* [Your instructions] Your answer should consist of the lines in the data below that contain "impl".

Data excerpts
//! Data table template.
//!
//! Turns a [`TableView`] into a Bootstrap 5 card: toolbar, table or empty
//! state, and pager. Every interaction is a plain link or GET form, so the
//! page works without scripts; [`TableLinks`] decides what the URLs are.

use ironhtml::typed::Element;
use ironhtml_elements::{
    Button, Div, Form, Input, Li, Nav, Option_, Select as SelectEl, Span, Th, Ul, A, H5, I, P,
};
use souq_grid::{
    Align, BodyRow, CellContent, EmptyState, HeaderCell, PageItem, Pager, SortDirection,
    TableView, Toolbar,
};

use super::html_escape;

/// Builds the URLs behind the table's links and forms.
pub trait TableLinks {
    /// URL showing `page`.
    fn page(&self, page: usize) -> String;

    /// URL after clicking the header of `column`.
    fn sort(&self, column: &str) -> String;

    /// URL after switching the visibility of `column`.
    fn toggle(&self, column: &str) -> String;

    /// URL with the search cleared.
    fn clear_search(&self) -> String;

    /// Current query parameters a GET form must resubmit, leaving out
    /// the one it edits itself.
    fn hidden_fields(&self, edited: &str) -> Vec<(String, String)>;

    /// URL opened when a row is clicked.
    fn row(&self, _key: &str) -> Option<String> {
        None
    }
}

const fn align_class(align: Align) -> &'static str {
    match align {
        Align::Left => "text-start",
        Align::Center => "text-center",
        Align::Right => "text-end",
    }
}

fn cell_class(align: Align, extra: Option<&str>) -> String {
    let base = align_class(align);
    extra.map_or_else(|| base.to_string(), |extra| format!("{base} {extra}"))
}

/// Renders a table view.
#[must_use]
pub fn render_data_table<T>(view: &TableView<'_, T>, links: &dyn TableLinks) -> String {
    let toolbar = render_toolbar(&view.toolbar, links);
    let body = view
        .empty
        .as_ref()
        .map_or_else(|| render_table(view, links), render_empty_state);
    let footer = render_pager(&view.pager, links);

    format!(
        r#"{toolbar}
<div class="card">
    <div class="card-body p-0">
        {body}
    </div>
    <div class="card-footer bg-white">
        {footer}
    </div>
</div>"#
    )
}

fn hidden_inputs(form: Element<Form>, fields: &[(String, String)]) -> Element<Form> {
    form.children(fields.iter(), |(name, value), input: Element<Input>| {
        input
            .attr("type", "hidden")
            .attr("name", name)
            .attr("value", value)
    })
}

fn render_toolbar(toolbar: &Toolbar, links: &dyn TableLinks) -> String {
    let mut html = String::new();
    let search = if toolbar.search_enabled {
        render_search_form(toolbar, links)
    } else {
        String::new()
    };

    Element::<Div>::new()
        .class("d-flex flex-wrap gap-2 justify-content-between align-items-center mb-3")
        .child::<Div, _>(|d| d.class("flex-grow-1").raw(&search))
        .child::<Div, _>(|d| {
            d.class("d-flex gap-2")
                .raw(render_column_menu(toolbar, links))
                .raw(render_per_page_form(toolbar, links))
        })
        .render_to(&mut html);
    html
}

fn render_search_form(toolbar: &Toolbar, links: &dyn TableLinks) -> String {
    let hidden = links.hidden_fields("q");
    let clear_url = links.clear_search();
    let has_query = !toolbar.query.is_empty();

    let form = Element::<Form>::new()
        .attr("method", "GET")
        .class("search-form")
        .child::<Div, _>(|d| {
            let group = d
                .class("input-group")
                .child::<Input, _>(|i| {
                    i.attr("type", "search")
                        .attr("name", "q")
                        .class("form-control")
                        .attr("placeholder", &toolbar.search_placeholder)
                        .attr("value", &toolbar.search_draft)
                })
                .child::<Button, _>(|b| {
                    b.attr("type", "submit")
                        .class("btn btn-outline-secondary")
                        .attr("aria-label", "Search")
                        .child::<I, _>(|i| i.class("bi bi-search"))
                });
            if has_query {
                group.child::<A, _>(|a| {
                    a.attr("href", &clear_url)
                        .class("btn btn-outline-danger")
                        .attr("aria-label", "Clear search")
                        .child::<I, _>(|i| i.class("bi bi-x-lg"))
                })
            } else {
                group
            }
        });
    hidden_inputs(form, &hidden).render()
}

fn render_column_menu(toolbar: &Toolbar, links: &dyn TableLinks) -> String {
    Element::<Div>::new()
        .class("dropdown")
        .child::<Button, _>(|b| {
            b.attr("type", "button")
                .class("btn btn-outline-secondary dropdown-toggle")
                .attr("data-bs-toggle", "dropdown")
                .attr("aria-expanded", "false")
                .child::<I, _>(|i| i.class("bi bi-layout-three-columns ms-1"))
                .text("Columns")
        })
        .child::<Ul, _>(|ul| {
            ul.class("dropdown-menu dropdown-menu-end column-menu").children(
                toolbar.columns.iter(),
                |column, li: Element<Li>| {
                    let icon = if column.visible {
                        "bi bi-check-square ms-2"
                    } else {
                        "bi bi-square ms-2"
                    };
                    if column.toggleable {
                        let href = links.toggle(&column.id);
                        li.child::<A, _>(|a| {
                            a.attr("href", &href)
                                .class("dropdown-item")
                                .child::<I, _>(|i| i.class(icon))
                                .text(&column.label)
                        })
                    } else {
                        li.child::<Span, _>(|s| {
                            s.class("dropdown-item disabled")
                                .child::<I, _>(|i| i.class(icon))
                                .text(&column.label)
                        })
                    }
                },
            )
        })
        .render()
}

fn render_per_page_form(toolbar: &Toolbar, links: &dyn TableLinks) -> String {
    let hidden = links.hidden_fields("per_page");
    let current = toolbar.per_page;

    let form = Element::<Form>::new()
        .attr("method", "GET")
        .class("per-page-form")
        .child::<SelectEl, _>(|s| {
            s.attr("name", "per_page")
                .class("form-select per-page-select")
                .attr("aria-label", "Rows per page")
                .children(toolbar.per_page_options.iter(), |n, o: Element<Option_>| {
                    let value = n.to_string();
                    let o = o.attr("value", &value).text(&value);
                    if *n == current {
                        o.bool_attr("selected")
                    } else {
                        o
                    }
                })
        });
    hidden_inputs(form, &hidden).render()
}

fn render_header(header: &HeaderCell, links: &dyn TableLinks, out: &mut String) {
    let class = cell_class(header.align, header.class.as_deref());
    if !header.sortable {
        Element::<Th>::new()
            .class(&class)
            .attr("scope", "col")
            .text(&header.label)
            .render_to(out);
        return;
    }

    let (icon, aria) = match header.sort {
        Some(SortDirection::Asc) => ("bi bi-sort-up me-1", "ascending"),
        Some(SortDirection::Desc) => ("bi bi-sort-down me-1", "descending"),
        None => ("bi bi-arrow-down-up me-1 text-muted", "none"),
    };
    let href = links.sort(&header.id);
    Element::<Th>::new()
        .class(&class)
        .attr("scope", "col")
        .attr("aria-sort", aria)
        .bool_attr("data-sortable")
        .child::<A, _>(|a| {
            a.attr("href", &href)
                .text(&header.label)
                .child::<I, _>(|i| i.class(icon))
        })
        .render_to(out);
}

fn render_row<T>(row: &BodyRow<'_, T>, links: &dyn TableLinks) -> String {
    let cells: Vec<String> = row
        .cells
        .iter()
        .map(|cell| {
            let content = match &cell.content {
                CellContent::Text(text) => html_escape(text),
                CellContent::Html(html) => html.clone(),
            };
            let class = html_escape(&cell_class(cell.align, cell.class.as_deref()));
            format!(r#"<td class="{class}">{content}</td>"#)
        })
        .collect();

    let href = links
        .row(&row.key)
        .map(|url| format!(r#" data-href="{}""#, html_escape(&url)))
        .unwrap_or_default();

    let key = html_escape(&row.key);
    let cells = cells.concat();
    format!(r#"<tr data-row-key="{key}"{href}>{cells}</tr>"#)
}

fn render_table<T>(view: &TableView<'_, T>, links: &dyn TableLinks) -> String {
    let mut header_cells = String::new();
    for header in &view.headers {
        render_header(header, links, &mut header_cells);
    }

    let rows: Vec<String> = view.rows.iter().map(|row| render_row(row, links)).collect();

    // Tr and Tbody take no raw children, so the skeleton is written by hand.
    format!(
        r#"<div class="table-responsive">
            <table class="table table-striped table-hover align-middle mb-0 data-table">
                <thead class="table-light">
                    <tr>{header_cells}</tr>
                </thead>
                <tbody>
                    {rows}
                </tbody>
            </table>
        </div>"#,
        rows = rows.join("\n")
    )
}

fn render_empty_state(empty: &EmptyState) -> String {
    Element::<Div>::new()
        .class("text-center text-muted py-5 empty-state")
        .child::<I, _>(|i| i.class(format!("{} fs-1 d-block mb-3", empty.icon)))
        .child::<H5, _>(|h| h.text(&empty.title))
        .child::<P, _>(|p| {
            let class = if empty.description.is_some() {
                "mb-3"
            } else {
                "mb-0"
            };
            p.class(class)
                .text(empty.description.as_deref().unwrap_or_default())
        })
        .child::<Div, _>(|d| {
            d.children(empty.action.iter(), |action, a: Element<A>| {
                a.attr("href", &action.href)
                    .class("btn btn-primary")
                    .child::<I, _>(|i| i.class("bi bi-plus-lg ms-1"))
                    .text(&action.label)
            })
        })
        .render()
}

fn page_link(li: Element<Li>, href: &str, label: &str, enabled: bool) -> Element<Li> {
    if enabled {
        li.class("page-item")
            .child::<A, _>(|a| a.class("page-link").attr("href", href).text(label))
    } else {
        li.class("page-item disabled")
            .child::<Span, _>(|s| s.class("page-link").text(label))
    }
}

fn render_pager(pager: &Pager, links: &dyn TableLinks) -> String {
    let summary = if pager.total_rows == 0 {
        "No rows".to_string()
    } else {
        format!(
            "Showing {}-{} of {}",
            pager.first_row, pager.last_row, pager.total_rows
        )
    };

    let mut html = String::new();
    Element::<Div>::new()
        .class("d-flex justify-content-between align-items-center")
        .child::<Span, _>(|s| s.class("text-muted").text(&summary))
        .child::<Nav, _>(|n| {
            n.attr("aria-label", "Pagination").child::<Ul, _>(|ul| {
                let ul = ul.class("pagination pagination-sm mb-0").child::<Li, _>(|li| {
                    page_link(li, &links.page(pager.page.saturating_sub(1)), "«", pager.has_previous)
                });
                let ul = ul.children(pager.items.iter(), |item, li: Element<Li>| match item {
                    PageItem::Page(n) if *n == pager.page => li
                        .class("page-item active")
                        .attr("aria-current", "page")
                        .child::<Span, _>(|s| s.class("page-link").text(&n.to_string())),
                    PageItem::Page(n) => page_link(li, &links.page(*n), &n.to_string(), true),
                    PageItem::Ellipsis => page_link(li, "", "…", false),
                });
                ul.child::<Li, _>(|li| {
                    page_link(li, &links.page(pager.page.saturating_add(1)), "»", pager.has_next)
                })
            })
        })
        .render_to(&mut html);
    html
}
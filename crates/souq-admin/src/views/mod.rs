//! Admin page views.
//!
//! - `index` - Dashboard linking every screen
//! - `list` - List screen driven by query parameters

mod index;
mod list;

pub use index::index_view;
pub use list::{list_view, render_resource, render_screen, ListLinks, ListViewParams};

use crate::site::AdminSite;
use crate::templates::{render_base, AdminContext};

/// Helper to render a page with the base admin layout.
#[must_use]
pub fn render_admin_page(
    site: &AdminSite,
    page_title: &str,
    active_url: Option<String>,
    content: String,
    breadcrumbs: Vec<(String, Option<String>)>,
    messages: Vec<(String, String)>,
) -> String {
    let ctx = AdminContext {
        site_title: site.name.clone(),
        models: site.model_list(),
        active_url,
        breadcrumbs,
        page_title: page_title.to_string(),
        content,
        messages,
        ..AdminContext::default()
    };

    render_base(&ctx)
}
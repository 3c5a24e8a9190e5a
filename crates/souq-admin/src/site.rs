//! Admin site configuration: name, URL prefix and the screens it serves.

use crate::screens::Resource;

/// Admin site listing the screens shown in the sidebar.
#[derive(Debug, Clone)]
pub struct AdminSite {
    /// Site name/title.
    pub name: String,
    /// URL prefix (default: "/admin").
    pub url_prefix: String,
    /// Screens in sidebar order.
    resources: Vec<Resource>,
}

impl Default for AdminSite {
    fn default() -> Self {
        Self::new("Souq Admin")
    }
}

impl AdminSite {
    /// Creates a site serving every screen.
    #[must_use]
    pub fn new(name: impl Into<String>) -> Self {
        Self {
            name: name.into(),
            url_prefix: "/admin".to_string(),
            resources: Resource::ALL.to_vec(),
        }
    }

    /// Sets the URL prefix for the admin site.
    #[must_use]
    pub fn url_prefix(mut self, prefix: impl Into<String>) -> Self {
        self.url_prefix = prefix.into().trim_end_matches('/').to_string();
        self
    }

    /// Restricts the site to the given screens.
    #[must_use]
    pub fn resources(mut self, resources: &[Resource]) -> Self {
        self.resources = resources.to_vec();
        self
    }

    /// Returns the screens in sidebar order.
    #[must_use]
    pub fn registered_resources(&self) -> &[Resource] {
        &self.resources
    }

    /// Returns the home URL.
    #[must_use]
    pub fn home_url(&self) -> String {
        format!("{}/", self.url_prefix)
    }

    /// Returns the list URL of a screen.
    #[must_use]
    pub fn list_url(&self, resource: Resource) -> String {
        format!("{}/{}/", self.url_prefix, resource.slug())
    }

    /// Returns the sidebar entries as (title, url).
    #[must_use]
    pub fn model_list(&self) -> Vec<(String, String)> {
        self.resources
            .iter()
            .map(|r| (r.title().to_string(), self.list_url(*r)))
            .collect()
    }
}
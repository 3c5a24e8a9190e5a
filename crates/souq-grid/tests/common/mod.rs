#![allow(dead_code)]

use std::sync::{Arc, Mutex};

use souq_grid::{Column, TableView};

#[derive(Debug, Clone, PartialEq)]
pub struct Member {
    pub id: u32,
    pub name: String,
    pub phone: String,
}

pub fn member(id: u32, name: &str) -> Member {
    Member {
        id,
        name: name.to_string(),
        phone: format!("05{id:08}"),
    }
}

/// 25 members, three of them matching "ali" (ids 4, 11 and 19).
pub fn members() -> Vec<Member> {
    let names = [
        "Sara", "Omar", "Huda", "Khalil", "Noura", "Fahd", "Reem", "Majed", "Lina", "Yousef",
        "Salim", "Dana", "Tariq", "Hind", "Faisal", "Maha", "Nasser", "Aisha", "Alia", "Bader",
        "Rana", "Ziad", "Ahmad", "Mona", "Hamza",
    ];
    names
        .iter()
        .enumerate()
        .map(|(i, name)| member(u32::try_from(i + 1).unwrap(), name))
        .collect()
}

pub fn member_columns() -> Vec<Column<Member>> {
    vec![
        Column::new("name", "Name", |m: &Member| m.name.clone()).sortable(true),
        Column::new("phone", "Phone", |m: &Member| m.phone.clone()).searchable(false),
    ]
}

pub fn names(view: &TableView<'_, Member>) -> Vec<String> {
    view.rows.iter().map(|r| r.row.name.clone()).collect()
}

/// A callback sink recording every value it receives.
pub fn recorder() -> (Arc<Mutex<Vec<usize>>>, impl Fn(usize) + Send + Sync + 'static) {
    let calls = Arc::new(Mutex::new(Vec::<usize>::new()));
    let sink = Arc::clone(&calls);
    (calls, move |n: usize| sink.lock().unwrap().push(n))
}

* [Task output]
impl Default for AdminSite {
impl AdminSite {
    pub fn new(name: impl Into<String>) -> Self {
    pub fn url_prefix(mut self, prefix: impl Into<String>) -> Self {
pub fn recorder() -> (Arc<Mutex<Vec<usize>>>, impl Fn(usize) + Send + Sync + 'static) {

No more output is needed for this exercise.